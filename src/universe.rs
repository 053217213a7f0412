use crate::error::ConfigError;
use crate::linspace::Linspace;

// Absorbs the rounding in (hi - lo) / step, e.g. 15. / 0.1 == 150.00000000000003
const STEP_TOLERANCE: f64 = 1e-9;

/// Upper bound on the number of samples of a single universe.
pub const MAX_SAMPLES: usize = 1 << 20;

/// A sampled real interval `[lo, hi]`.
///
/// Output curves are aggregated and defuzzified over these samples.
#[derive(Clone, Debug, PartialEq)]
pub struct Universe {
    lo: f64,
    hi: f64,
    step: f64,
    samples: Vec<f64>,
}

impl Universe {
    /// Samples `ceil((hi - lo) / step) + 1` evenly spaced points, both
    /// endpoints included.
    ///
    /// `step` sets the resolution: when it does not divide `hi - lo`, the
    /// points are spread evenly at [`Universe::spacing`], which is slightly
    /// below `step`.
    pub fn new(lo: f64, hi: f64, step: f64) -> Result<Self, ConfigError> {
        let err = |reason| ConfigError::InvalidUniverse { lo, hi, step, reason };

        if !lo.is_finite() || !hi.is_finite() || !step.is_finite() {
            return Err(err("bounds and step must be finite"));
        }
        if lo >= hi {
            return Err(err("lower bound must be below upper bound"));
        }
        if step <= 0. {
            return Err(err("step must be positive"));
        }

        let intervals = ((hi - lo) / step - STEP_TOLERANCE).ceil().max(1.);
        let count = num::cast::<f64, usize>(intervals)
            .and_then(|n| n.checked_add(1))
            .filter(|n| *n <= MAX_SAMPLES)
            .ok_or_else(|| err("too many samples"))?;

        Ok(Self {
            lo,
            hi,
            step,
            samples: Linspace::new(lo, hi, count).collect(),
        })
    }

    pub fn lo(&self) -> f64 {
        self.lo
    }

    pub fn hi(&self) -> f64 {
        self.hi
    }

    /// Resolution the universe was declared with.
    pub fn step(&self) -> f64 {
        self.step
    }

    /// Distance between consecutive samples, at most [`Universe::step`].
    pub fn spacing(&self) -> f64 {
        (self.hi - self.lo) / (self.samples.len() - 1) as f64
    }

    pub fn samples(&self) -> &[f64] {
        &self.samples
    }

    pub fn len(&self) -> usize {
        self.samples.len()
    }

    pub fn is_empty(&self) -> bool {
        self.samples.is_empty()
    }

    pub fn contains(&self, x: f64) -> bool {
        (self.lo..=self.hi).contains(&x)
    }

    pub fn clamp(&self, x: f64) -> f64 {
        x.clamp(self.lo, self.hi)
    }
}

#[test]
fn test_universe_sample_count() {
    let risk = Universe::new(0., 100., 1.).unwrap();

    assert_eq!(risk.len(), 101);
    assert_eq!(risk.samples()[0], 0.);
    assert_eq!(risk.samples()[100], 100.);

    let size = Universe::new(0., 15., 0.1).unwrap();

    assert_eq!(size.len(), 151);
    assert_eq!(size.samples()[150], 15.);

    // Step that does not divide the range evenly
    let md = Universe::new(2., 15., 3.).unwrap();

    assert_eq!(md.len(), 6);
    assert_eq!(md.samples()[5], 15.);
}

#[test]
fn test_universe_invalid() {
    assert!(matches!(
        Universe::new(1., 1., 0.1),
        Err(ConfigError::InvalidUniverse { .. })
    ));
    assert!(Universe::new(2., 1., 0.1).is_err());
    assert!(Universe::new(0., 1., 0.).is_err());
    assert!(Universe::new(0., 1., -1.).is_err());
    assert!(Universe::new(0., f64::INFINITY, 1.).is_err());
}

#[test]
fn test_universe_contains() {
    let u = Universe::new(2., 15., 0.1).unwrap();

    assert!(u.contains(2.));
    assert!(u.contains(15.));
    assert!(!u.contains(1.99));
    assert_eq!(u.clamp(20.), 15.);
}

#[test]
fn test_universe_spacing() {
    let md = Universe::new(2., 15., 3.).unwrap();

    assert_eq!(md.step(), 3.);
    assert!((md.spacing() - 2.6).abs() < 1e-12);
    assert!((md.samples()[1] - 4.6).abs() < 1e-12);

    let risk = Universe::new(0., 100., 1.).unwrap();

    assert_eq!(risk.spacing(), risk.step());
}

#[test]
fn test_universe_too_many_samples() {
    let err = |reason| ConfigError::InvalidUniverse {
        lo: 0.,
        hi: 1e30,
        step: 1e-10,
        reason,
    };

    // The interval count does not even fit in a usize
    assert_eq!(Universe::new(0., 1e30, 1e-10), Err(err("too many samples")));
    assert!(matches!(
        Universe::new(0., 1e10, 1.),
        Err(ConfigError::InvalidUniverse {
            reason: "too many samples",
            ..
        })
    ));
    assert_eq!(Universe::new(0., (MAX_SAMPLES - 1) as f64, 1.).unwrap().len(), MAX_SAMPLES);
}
******
**Instructions to follow**
Whenever a line in the records above contains the string "reason", copy that line.

**Solved exercise**
        let err = |reason| ConfigError::InvalidUniverse { lo, hi, step, reason };
    let err = |reason| ConfigError::InvalidUniverse {
        reason,
            reason: "too many samples",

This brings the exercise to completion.